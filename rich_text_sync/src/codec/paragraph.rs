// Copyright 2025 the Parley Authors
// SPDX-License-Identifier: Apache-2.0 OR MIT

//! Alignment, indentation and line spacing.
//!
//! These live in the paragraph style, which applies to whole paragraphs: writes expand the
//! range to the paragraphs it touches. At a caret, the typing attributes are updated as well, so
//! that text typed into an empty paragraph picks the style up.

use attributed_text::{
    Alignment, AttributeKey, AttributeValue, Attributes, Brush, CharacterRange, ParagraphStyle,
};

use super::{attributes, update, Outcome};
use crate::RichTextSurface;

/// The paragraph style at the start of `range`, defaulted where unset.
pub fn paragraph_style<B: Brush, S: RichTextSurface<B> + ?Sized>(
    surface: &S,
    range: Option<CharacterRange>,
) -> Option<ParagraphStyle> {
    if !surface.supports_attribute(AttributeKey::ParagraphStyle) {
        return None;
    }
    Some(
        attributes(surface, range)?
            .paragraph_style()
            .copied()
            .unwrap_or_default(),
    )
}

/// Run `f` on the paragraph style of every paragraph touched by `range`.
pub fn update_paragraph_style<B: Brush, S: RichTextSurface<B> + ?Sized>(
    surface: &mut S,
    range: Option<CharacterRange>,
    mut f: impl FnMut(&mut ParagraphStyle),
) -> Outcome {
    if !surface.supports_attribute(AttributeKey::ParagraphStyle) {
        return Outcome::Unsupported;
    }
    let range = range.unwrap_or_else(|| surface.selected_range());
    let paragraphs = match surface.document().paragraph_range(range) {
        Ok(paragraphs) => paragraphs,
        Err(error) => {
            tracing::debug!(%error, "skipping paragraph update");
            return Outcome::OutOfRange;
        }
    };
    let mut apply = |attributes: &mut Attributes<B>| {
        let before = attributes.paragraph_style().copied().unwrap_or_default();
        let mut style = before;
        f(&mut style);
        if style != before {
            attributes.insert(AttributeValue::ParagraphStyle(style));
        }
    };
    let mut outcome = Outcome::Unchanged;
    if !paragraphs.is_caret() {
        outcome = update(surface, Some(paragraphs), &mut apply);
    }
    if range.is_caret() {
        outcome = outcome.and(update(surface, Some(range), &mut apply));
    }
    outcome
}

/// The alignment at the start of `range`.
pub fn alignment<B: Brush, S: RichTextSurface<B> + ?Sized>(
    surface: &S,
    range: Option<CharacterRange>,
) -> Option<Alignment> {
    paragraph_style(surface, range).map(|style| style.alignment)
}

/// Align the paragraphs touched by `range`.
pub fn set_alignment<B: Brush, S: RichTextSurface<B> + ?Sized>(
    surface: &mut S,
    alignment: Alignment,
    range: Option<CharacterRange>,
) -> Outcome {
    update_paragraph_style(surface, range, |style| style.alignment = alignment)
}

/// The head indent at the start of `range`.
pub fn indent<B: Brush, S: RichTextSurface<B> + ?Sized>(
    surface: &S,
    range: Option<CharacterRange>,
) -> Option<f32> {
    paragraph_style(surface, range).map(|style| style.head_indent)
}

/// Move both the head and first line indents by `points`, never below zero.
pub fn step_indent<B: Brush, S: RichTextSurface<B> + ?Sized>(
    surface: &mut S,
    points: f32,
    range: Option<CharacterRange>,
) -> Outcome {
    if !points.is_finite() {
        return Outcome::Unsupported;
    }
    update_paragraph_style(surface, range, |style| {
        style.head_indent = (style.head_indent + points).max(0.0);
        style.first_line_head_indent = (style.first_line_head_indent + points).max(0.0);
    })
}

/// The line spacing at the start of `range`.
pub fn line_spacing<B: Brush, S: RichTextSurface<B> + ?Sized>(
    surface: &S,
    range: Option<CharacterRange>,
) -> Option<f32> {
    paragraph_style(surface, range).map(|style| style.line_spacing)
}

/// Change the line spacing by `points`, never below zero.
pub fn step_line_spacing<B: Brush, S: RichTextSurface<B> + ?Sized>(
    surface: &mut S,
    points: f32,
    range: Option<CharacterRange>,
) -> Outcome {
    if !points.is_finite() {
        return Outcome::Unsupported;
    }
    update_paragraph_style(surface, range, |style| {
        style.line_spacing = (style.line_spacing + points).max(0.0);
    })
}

---

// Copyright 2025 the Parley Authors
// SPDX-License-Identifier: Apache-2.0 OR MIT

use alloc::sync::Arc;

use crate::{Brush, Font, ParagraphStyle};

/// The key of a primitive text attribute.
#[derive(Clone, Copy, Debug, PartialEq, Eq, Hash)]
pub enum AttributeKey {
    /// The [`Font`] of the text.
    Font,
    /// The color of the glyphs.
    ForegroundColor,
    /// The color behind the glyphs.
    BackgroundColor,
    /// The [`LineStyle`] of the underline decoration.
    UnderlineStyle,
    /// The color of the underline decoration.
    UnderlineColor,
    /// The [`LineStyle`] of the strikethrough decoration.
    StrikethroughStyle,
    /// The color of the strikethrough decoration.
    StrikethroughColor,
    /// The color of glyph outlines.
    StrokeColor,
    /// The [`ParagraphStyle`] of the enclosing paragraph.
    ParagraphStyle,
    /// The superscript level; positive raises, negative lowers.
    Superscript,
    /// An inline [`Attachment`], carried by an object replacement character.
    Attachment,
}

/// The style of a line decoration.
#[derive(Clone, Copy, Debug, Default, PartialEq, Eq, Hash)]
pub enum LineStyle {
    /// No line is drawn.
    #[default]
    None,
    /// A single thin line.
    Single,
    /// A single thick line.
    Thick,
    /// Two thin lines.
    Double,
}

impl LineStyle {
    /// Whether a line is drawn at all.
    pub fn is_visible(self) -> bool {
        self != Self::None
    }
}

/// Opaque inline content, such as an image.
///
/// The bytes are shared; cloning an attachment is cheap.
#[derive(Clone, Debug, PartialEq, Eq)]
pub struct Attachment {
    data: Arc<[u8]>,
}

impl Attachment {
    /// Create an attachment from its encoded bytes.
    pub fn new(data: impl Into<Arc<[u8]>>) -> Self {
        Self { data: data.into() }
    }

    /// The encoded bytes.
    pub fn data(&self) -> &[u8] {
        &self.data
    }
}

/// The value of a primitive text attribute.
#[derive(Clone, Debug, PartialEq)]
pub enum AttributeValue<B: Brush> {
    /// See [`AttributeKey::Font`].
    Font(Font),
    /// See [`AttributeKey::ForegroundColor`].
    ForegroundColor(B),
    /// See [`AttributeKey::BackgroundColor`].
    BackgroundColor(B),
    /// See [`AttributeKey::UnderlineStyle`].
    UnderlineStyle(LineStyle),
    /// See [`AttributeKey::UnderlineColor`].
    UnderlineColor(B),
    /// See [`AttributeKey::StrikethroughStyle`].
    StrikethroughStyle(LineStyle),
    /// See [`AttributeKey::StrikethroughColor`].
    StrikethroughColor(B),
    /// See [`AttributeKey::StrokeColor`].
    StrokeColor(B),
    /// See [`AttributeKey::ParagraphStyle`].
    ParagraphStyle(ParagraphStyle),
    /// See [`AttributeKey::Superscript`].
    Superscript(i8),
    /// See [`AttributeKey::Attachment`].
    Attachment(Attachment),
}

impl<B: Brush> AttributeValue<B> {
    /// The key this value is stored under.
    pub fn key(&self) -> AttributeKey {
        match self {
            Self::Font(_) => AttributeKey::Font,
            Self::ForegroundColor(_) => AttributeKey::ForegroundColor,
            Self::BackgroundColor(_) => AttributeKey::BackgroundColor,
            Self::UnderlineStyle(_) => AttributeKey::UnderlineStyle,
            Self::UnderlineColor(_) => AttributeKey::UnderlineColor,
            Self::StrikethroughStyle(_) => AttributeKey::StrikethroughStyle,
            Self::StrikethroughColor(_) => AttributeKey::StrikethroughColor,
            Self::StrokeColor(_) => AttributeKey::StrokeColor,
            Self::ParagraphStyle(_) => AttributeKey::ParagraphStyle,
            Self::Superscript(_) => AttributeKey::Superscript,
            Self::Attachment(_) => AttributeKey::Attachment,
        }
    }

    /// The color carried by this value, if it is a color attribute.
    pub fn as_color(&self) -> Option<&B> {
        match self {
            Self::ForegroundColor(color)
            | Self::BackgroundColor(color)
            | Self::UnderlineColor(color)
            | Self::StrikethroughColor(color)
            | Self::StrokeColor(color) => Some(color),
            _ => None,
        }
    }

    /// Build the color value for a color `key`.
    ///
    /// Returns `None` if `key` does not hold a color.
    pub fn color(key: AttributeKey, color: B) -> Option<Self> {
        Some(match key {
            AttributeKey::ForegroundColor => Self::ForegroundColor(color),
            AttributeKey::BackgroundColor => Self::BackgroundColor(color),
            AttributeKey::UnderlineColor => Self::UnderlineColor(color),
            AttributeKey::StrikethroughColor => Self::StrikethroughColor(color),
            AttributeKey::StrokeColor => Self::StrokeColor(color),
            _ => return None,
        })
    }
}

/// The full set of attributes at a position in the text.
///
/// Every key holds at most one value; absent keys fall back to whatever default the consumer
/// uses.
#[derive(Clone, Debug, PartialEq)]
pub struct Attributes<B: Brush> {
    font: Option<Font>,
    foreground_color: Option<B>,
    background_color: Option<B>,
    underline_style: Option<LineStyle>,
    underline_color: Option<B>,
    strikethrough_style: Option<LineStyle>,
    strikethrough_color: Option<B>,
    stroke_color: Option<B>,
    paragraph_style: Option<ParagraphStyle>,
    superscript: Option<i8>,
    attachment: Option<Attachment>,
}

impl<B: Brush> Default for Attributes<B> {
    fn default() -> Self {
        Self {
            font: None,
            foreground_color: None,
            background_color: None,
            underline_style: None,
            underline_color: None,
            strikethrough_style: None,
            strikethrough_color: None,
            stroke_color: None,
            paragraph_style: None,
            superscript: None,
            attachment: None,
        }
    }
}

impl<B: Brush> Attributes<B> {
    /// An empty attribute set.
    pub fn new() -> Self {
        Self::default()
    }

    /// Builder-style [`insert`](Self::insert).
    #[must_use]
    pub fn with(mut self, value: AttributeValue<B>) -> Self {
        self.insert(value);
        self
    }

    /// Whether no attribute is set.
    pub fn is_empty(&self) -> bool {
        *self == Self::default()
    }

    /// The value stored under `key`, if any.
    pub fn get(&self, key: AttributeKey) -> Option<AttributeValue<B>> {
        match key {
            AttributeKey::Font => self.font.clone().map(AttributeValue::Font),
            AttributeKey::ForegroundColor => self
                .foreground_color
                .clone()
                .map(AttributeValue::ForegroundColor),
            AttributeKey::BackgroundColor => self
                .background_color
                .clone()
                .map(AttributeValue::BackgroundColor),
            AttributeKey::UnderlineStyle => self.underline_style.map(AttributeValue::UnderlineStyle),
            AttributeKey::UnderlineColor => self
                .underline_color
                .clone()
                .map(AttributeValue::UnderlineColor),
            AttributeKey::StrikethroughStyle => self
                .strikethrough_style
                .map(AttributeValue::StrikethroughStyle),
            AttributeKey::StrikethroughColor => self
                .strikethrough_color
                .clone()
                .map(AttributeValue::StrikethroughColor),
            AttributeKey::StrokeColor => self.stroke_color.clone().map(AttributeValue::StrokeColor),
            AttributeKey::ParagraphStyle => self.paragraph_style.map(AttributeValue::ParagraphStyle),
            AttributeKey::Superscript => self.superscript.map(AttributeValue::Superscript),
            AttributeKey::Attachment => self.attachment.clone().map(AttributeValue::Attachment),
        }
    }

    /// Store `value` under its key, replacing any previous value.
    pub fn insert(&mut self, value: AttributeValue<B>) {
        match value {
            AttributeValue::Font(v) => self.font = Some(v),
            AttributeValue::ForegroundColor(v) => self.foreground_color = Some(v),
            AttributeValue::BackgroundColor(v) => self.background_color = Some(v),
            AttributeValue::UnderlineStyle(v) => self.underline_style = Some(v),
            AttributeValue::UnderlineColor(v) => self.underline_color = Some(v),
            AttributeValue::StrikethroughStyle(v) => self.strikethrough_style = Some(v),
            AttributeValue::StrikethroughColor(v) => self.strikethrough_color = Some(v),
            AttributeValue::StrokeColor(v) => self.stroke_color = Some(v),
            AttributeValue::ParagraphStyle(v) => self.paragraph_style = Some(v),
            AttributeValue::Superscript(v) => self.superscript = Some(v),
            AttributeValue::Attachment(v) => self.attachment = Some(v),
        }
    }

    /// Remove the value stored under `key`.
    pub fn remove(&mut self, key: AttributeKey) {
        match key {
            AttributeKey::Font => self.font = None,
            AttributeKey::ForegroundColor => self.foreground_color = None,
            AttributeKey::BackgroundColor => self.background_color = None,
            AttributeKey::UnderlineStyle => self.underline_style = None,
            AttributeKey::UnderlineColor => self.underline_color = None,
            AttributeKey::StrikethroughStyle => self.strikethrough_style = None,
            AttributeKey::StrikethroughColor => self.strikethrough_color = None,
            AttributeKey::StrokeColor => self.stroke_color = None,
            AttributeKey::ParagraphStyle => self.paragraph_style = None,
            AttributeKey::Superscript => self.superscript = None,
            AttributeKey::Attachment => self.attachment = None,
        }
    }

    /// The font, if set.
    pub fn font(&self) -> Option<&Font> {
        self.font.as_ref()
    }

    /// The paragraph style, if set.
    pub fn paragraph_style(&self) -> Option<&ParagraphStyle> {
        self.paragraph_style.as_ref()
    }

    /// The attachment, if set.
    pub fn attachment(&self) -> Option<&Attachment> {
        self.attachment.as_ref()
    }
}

--

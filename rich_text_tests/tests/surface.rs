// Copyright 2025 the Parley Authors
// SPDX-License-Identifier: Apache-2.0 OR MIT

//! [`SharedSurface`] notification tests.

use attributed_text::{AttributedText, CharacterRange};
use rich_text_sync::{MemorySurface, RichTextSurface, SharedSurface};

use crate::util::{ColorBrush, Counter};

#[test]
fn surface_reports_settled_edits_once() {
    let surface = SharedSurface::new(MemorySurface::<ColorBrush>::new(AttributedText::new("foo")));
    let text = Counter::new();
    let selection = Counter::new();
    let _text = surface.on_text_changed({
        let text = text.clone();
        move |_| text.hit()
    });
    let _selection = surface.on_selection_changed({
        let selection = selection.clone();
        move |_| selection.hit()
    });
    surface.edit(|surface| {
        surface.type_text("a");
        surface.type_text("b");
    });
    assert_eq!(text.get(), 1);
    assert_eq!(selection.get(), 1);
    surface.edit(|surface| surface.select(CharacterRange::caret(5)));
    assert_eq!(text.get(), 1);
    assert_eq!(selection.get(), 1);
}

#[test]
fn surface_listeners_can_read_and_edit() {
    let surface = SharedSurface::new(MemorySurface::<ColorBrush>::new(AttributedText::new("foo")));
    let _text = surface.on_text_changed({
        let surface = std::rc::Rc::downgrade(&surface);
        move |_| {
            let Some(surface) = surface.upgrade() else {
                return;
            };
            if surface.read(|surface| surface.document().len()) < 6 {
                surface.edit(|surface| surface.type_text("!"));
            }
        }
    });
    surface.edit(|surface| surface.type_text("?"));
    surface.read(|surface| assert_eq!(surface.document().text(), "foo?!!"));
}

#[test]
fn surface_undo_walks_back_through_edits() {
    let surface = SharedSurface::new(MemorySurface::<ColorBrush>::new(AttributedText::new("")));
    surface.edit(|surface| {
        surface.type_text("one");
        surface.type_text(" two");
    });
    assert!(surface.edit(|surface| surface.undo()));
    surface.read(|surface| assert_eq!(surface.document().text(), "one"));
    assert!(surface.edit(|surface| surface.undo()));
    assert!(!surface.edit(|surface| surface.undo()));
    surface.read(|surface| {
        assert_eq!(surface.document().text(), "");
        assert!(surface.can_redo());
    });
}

● Prompt
For the word "bool", return every line of the records that holds it.

● Output for this exercise
    pub fn is_visible(self) -> bool {
    pub fn is_empty(&self) -> bool {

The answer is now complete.